If Corporations Cannot Vote, Should They Have The Right To Spend Money In Elections?
by Damien Hoffman of Wall St. Cheat Sheet
http://www.zerohedge.com/article/guest-post-if-corporations-cannot-vote-should-they-have-right-spend-money-elections">Zero Hedge


An irony of Shakespearean proportions is unfolding as I write this: the Town Hall discourse revolves around complaints government is getting too big, yet in the quieter halls of the US Supreme Court corporations are on the verge of capturing the largest swath of power since they were ruled legal persons. Let’s take a closer look before we wake up in an Orwellian distopia:

The Issue: Whether corporations have a First Amendment right to spend money in election campaigns?

According to UC Irvine Law School Dean Erwin Chemerinsky, the nation’s leading Constitutional Law expert, “Previously the Supreme Court upheld the ability of the government to restrict corporate expenditures in political campaigns. Now it appears there are five votes on the Court — Chief Justice Roberts, Justice Scalia, Justice Kennedy, Justice Thomas, and Justice Alito — who want to overrule those precedents.”

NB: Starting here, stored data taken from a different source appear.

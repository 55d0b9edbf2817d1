//! Room membership state
//!
//! A room is nothing more than the set of user names currently present in
//! it. Insertion order is preserved so that membership snapshots list users
//! in join order.

use crate::UserName;
use indexmap::IndexSet;

/// The member set of a single room.
///
/// A room has no existence independent of membership: the registry creates
/// one on first join and evicts it once [`Room::is_empty`] holds.
#[derive(Debug, Clone, Default)]
pub struct Room {
    members: IndexSet<UserName>,
}

impl Room {
    #[must_use]
    pub fn new() -> Self {
        Self::default()
    }

    /// Add a member. Re-adding a present name is a no-op; returns whether
    /// the set changed.
    pub fn add(&mut self, user: UserName) -> bool {
        self.members.insert(user)
    }

    /// Remove a member if present; returns whether the set changed.
    pub fn remove(&mut self, user: &UserName) -> bool {
        // shift_remove keeps join order intact for later snapshots
        self.members.shift_remove(user)
    }

    #[must_use]
    pub fn contains(&self, user: &UserName) -> bool {
        self.members.contains(user)
    }

    #[must_use]
    pub fn is_empty(&self) -> bool {
        self.members.is_empty()
    }

    #[must_use]
    pub fn len(&self) -> usize {
        self.members.len()
    }

    /// Snapshot the membership in join order.
    #[must_use]
    pub fn snapshot(&self) -> Vec<UserName> {
        self.members.iter().cloned().collect()
    }
}
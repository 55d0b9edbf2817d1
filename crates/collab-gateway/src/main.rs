//! Collaborative session gateway entry point
//!
//! Run with:
//! ```bash
//! cargo run -p collab-gateway
//! ```
//!
//! Configuration is loaded from environment variables.

use collab_common::{try_init_tracing, AppConfig};
use tracing::{error, info};

#[tokio::main]
async fn main() {
    // Initialize tracing
    if let Err(e) = try_init_tracing() {
        eprintln!("Warning: Failed to initialize tracing: {e}");
    }

    // Run the server
    if let Err(e) = run().await {
        error!(error = %e, "Gateway failed to start");
        std::process::exit(1);
    }
}

async fn run() -> Result<(), Box<dyn std::error::Error>> {
    info!("Starting collaborative session gateway...");

    // Load configuration
    let config = AppConfig::from_env().map_err(|e| {
        error!(error = %e, "Failed to load configuration");
        e
    })?;

    info!(
        app = %config.app.name,
        env = ?config.app.env,
        port = config.gateway.port,
        static_dir = %config.static_files.dir,
        "Configuration loaded"
    );

    // Run the gateway server
    collab_gateway::server::run(config).await?;

    Ok(())
}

Although corporations have stuffed cash into tons of loopholes such as Political Action Committees, a change in the current law would allow corporations to siphon off money from their wealth-creating machines and directly turn politicians into outsourced independent contractors. If you are pissed about the financial crisis and what Washington allowed to happen, you ain’t seen nothing yet.

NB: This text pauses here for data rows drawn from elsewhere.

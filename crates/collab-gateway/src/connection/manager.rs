//! Connection manager
//!
//! Tracks all active WebSocket connections using DashMap for thread-safe
//! access. Room routing lives in the registry, where membership and
//! fan-out share one critical section; the manager only answers "which
//! connections exist".

use super::Connection;
use crate::protocol::ServerEvent;
use dashmap::DashMap;
use std::sync::Arc;
use tokio::sync::mpsc;

/// Tracks all active WebSocket connections by session ID.
pub struct ConnectionManager {
    connections: DashMap<String, Arc<Connection>>,
}

impl ConnectionManager {
    /// Create a new connection manager
    #[must_use]
    pub fn new() -> Self {
        Self {
            connections: DashMap::new(),
        }
    }

    /// Create a new connection manager wrapped in Arc
    #[must_use]
    pub fn new_shared() -> Arc<Self> {
        Arc::new(Self::new())
    }

    /// Register a new connection
    pub fn add_connection(
        &self,
        session_id: String,
        sender: mpsc::Sender<ServerEvent>,
    ) -> Arc<Connection> {
        let connection = Connection::new(session_id.clone(), sender);
        self.connections.insert(session_id.clone(), connection.clone());

        tracing::debug!(session_id = %session_id, "Connection added");

        connection
    }

    /// Remove a connection
    pub fn remove_connection(&self, session_id: &str) {
        if self.connections.remove(session_id).is_some() {
            tracing::debug!(session_id = %session_id, "Connection removed");
        }
    }

    /// Get a connection by session ID
    pub fn get_connection(&self, session_id: &str) -> Option<Arc<Connection>> {
        self.connections.get(session_id).map(|r| r.clone())
    }

    /// Check if a session exists
    pub fn has_session(&self, session_id: &str) -> bool {
        self.connections.contains_key(session_id)
    }

    /// Get the total number of active connections
    pub fn connection_count(&self) -> usize {
        self.connections.len()
    }
}

impl Default for ConnectionManager {
    fn default() -> Self {
        Self::new()
    }
}

impl std::fmt::Debug for ConnectionManager {
    fn fmt(&self, f: &mut std::fmt::Formatter<'_>) -> std::fmt::Result {
        f.debug_struct("ConnectionManager")
            .field("connections", &self.connections.len())
            .finish()
    }
}
//! Individual WebSocket connection
//!
//! Represents a single connection and its transient session state.

use crate::protocol::ServerEvent;
use collab_core::{RoomId, UserName};
use parking_lot::RwLock;
use std::sync::Arc;
use tokio::sync::mpsc;

/// The room/user pair a connection is currently bound to.
///
/// Both fields exist together or not at all: a connection is either in a
/// room under a name, or in no room - never one without the other.
#[derive(Debug, Clone, PartialEq, Eq)]
pub struct RoomBinding {
    pub room: RoomId,
    pub user: UserName,
}

/// A single WebSocket connection.
///
/// The binding lock is only ever taken by the connection's own task, which
/// processes inbound events strictly in arrival order; it is a sync lock
/// because it is never held across an await point.
pub struct Connection {
    /// Unique session ID
    session_id: String,

    /// Current room binding (None while unbound)
    binding: RwLock<Option<RoomBinding>>,

    /// Channel to send events to the WebSocket writer task
    sender: mpsc::Sender<ServerEvent>,
}

impl Connection {
    /// Create a new connection
    pub fn new(session_id: String, sender: mpsc::Sender<ServerEvent>) -> Arc<Self> {
        Arc::new(Self {
            session_id,
            binding: RwLock::new(None),
            sender,
        })
    }

    /// Get the session ID
    pub fn session_id(&self) -> &str {
        &self.session_id
    }

    /// Current binding, if any
    pub fn binding(&self) -> Option<RoomBinding> {
        self.binding.read().clone()
    }

    /// Whether the connection is bound to a room
    pub fn is_bound(&self) -> bool {
        self.binding.read().is_some()
    }

    /// Bind to a room under a user name
    pub fn bind(&self, room: RoomId, user: UserName) {
        *self.binding.write() = Some(RoomBinding { room, user });
    }

    /// Clear and return the current binding
    pub fn unbind(&self) -> Option<RoomBinding> {
        self.binding.write().take()
    }

    /// Get a clone of the sender channel
    pub fn sender(&self) -> mpsc::Sender<ServerEvent> {
        self.sender.clone()
    }

    /// Check if the sender channel is closed
    pub fn is_closed(&self) -> bool {
        self.sender.is_closed()
    }
}

impl std::fmt::Debug for Connection {
    fn fmt(&self, f: &mut std::fmt::Formatter<'_>) -> std::fmt::Result {
        f.debug_struct("Connection")
            .field("session_id", &self.session_id)
            .field("binding", &*self.binding.read())
            .finish()
    }
}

The proponents of expanding corporate speech insist the current law is an unconstitutional abridgment of First Amendment protected Freedom of Speech. However, speech is curtailed in instances where it can be an extreme detriment to our society (as opposed to our feelings). For example, we do not have the right to go into a crowded place and scream, “Fire!”

Before offering more examples of limited speech rights, this begs several incredibly critical questions about the society we are trying to create under the Constitution. First and foremost, should the legal fiction called a “corporation” be inherently endowed with the full set of rights entitled to human beings under the Constitution? If so, we are saying corporations are now equal citizens under the law and our society should boldly reflect their values and interests even if they compete with those of human beings.

I immediately wonder why corporations even need unlimited Freedom of Speech rights. They already have reasonable Freedom of Speech protections (First National Bank of Boston v. Bellotti, 435 U.S. 765 (1978)). Further, everyone who works at a corporation and all the shareholders already have the highest level of Freedom of Speech rights protected by the Constitution. If we give corporations the same Freedom of Speech rights as humans, we are functionally giving extra powers of speech to corporate executives in the C-Suite. After watching how they ran our economy into a shitpit, should we allow this handful of business people to use their out-sized coffers to drown out the incredibly less financed individual citizens?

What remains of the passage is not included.